Le président apprécie les questions directes, précise la directrice. Nous discutons ensuite de l’organisation de l’entretien. Nous touchons au but : l’AFP aura cette interview exclusive de Bachar al-Assad.

Une rue de Deir Ezzor, dans le nord-est de la Syrie, le 4 janvier 2014 (AFP / Ahmad Aboud)

Je reste dans la capitale syrienne jusqu'à la rencontre, programmée pour le dimanche 19 janvier. La journaliste du bureau de l’AFP à Beyrouth Rana Moussaoui et le photographe Joseph Eid m'accompagneront. La veille de l'interview, Rana et moi mettons au point les questions ainsi que l'ordre d'importance dans lequel nous les poserons (l'entretien doit en principe durer vingt minutes, mais il faut prévoir le cas où l'on nous autoriserait à poursuivre plus longtemps).

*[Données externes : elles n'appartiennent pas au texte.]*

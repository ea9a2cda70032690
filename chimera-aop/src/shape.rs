//! 返回值形态适配
//!
//! 一些返回类型把真正的值包在容器里（`Option<T>`、`Result<T, E>`）。
//! 缓存需要存取内部的值，事务需要识别携带失败的返回值。
//! 新的容器形态只需实现 [`ResultShape`] 并注册到 [`ResultShapes`]。

use crate::method::Method;
use crate::throwable::{ErrorType, Throwable};
use crate::Value;
use serde_json::json;
use std::sync::Arc;

/// 返回值形态
pub trait ResultShape: Send + Sync {
    fn name(&self) -> &'static str;

    /// 是否适用于该返回类型
    fn supports(&self, return_type: &str) -> bool;

    /// 取出内部值，没有可用的值时返回 None
    fn unwrap(&self, value: &Value) -> Option<Value>;

    /// 把内部值包回容器
    fn wrap(&self, value: Value) -> Value;

    /// 返回值携带的失败
    fn failure(&self, _value: &Value) -> Option<Throwable> {
        None
    }
}

/// `Option<T>`：序列化后 None 为 null，Some(v) 为 v 本身
#[derive(Debug, Clone, Copy, Default)]
pub struct OptionalShape;

impl ResultShape for OptionalShape {
    fn name(&self) -> &'static str {
        "Option"
    }

    fn supports(&self, return_type: &str) -> bool {
        return_type.starts_with("Option<")
    }

    fn unwrap(&self, value: &Value) -> Option<Value> {
        Some(value.clone())
    }

    fn wrap(&self, value: Value) -> Value {
        value
    }
}

/// `Result<T, E>`：序列化为 `{"Ok": v}` 或 `{"Err": e}`
///
/// `e` 可以是字符串，也可以是 `{"type": "...", "message": "..."}`
#[derive(Debug, Clone, Copy, Default)]
pub struct OutcomeShape;

impl ResultShape for OutcomeShape {
    fn name(&self) -> &'static str {
        "Result"
    }

    fn supports(&self, return_type: &str) -> bool {
        return_type.starts_with("Result<")
    }

    fn unwrap(&self, value: &Value) -> Option<Value> {
        value.get("Ok").cloned()
    }

    fn wrap(&self, value: Value) -> Value {
        json!({ "Ok": value })
    }

    fn failure(&self, value: &Value) -> Option<Throwable> {
        let error = value.get("Err")?;
        Some(failure_to_throwable(error))
    }
}

fn failure_to_throwable(error: &Value) -> Throwable {
    let type_name = error
        .get("type")
        .and_then(Value::as_str)
        .unwrap_or("RuntimeException");
    let message = match error {
        Value::String(s) => s.clone(),
        other => other
            .get("message")
            .and_then(Value::as_str)
            .map(String::from)
            .unwrap_or_else(|| other.to_string()),
    };

    let runtime = ErrorType::runtime_exception();
    let error_type = if type_name == runtime.name() {
        runtime
    } else {
        ErrorType::new(type_name, &runtime)
    };
    Throwable::new(error_type, message)
}

/// 已注册的返回值形态
#[derive(Clone)]
pub struct ResultShapes {
    shapes: Vec<Arc<dyn ResultShape>>,
}

impl ResultShapes {
    pub fn empty() -> Self {
        Self { shapes: Vec::new() }
    }

    pub fn register(mut self, shape: Arc<dyn ResultShape>) -> Self {
        self.shapes.push(shape);
        self
    }

    pub fn for_method(&self, method: &Method) -> Option<&Arc<dyn ResultShape>> {
        self.shapes
            .iter()
            .find(|shape| shape.supports(method.return_type()))
    }

    /// 没有适用的形态时原样返回
    pub fn unwrap(&self, method: &Method, value: &Value) -> Option<Value> {
        match self.for_method(method) {
            Some(shape) => shape.unwrap(value),
            None => Some(value.clone()),
        }
    }

    pub fn wrap(&self, method: &Method, value: Value) -> Value {
        match self.for_method(method) {
            Some(shape) => shape.wrap(value),
            None => value,
        }
    }

    pub fn failure(&self, method: &Method, value: &Value) -> Option<Throwable> {
        self.for_method(method)?.failure(value)
    }
}

impl Default for ResultShapes {
    fn default() -> Self {
        Self::empty()
            .register(Arc::new(OptionalShape))
            .register(Arc::new(OutcomeShape))
    }
}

La nuit avant le jour-J, nous dormons peu. Nous avons tous trois les nerfs tendus à l’idée de nous retrouver, quelques heures plus tard, face à l’un des hommes les plus controversés de la planète, acteur principal d’une crise si grave qu’elle a généré un regain de tension digne du vieux temps de la guerre froide entre les Etats-Unis et la Russie.

L'interprète: la ministre de la Culture

Dans la matinée, une voiture de la présidence vient nous chercher à notre hôtel. Elle nous conduit au palais présidentiel, surnommé le palais du Peuple, situé sur une colline qui domine Damas. A l’entrée, nous devons franchir un portique détecteur de métaux, mais en dehors de cela aucune mesure de sécurité particulière n’est visible dans l’immense complexe.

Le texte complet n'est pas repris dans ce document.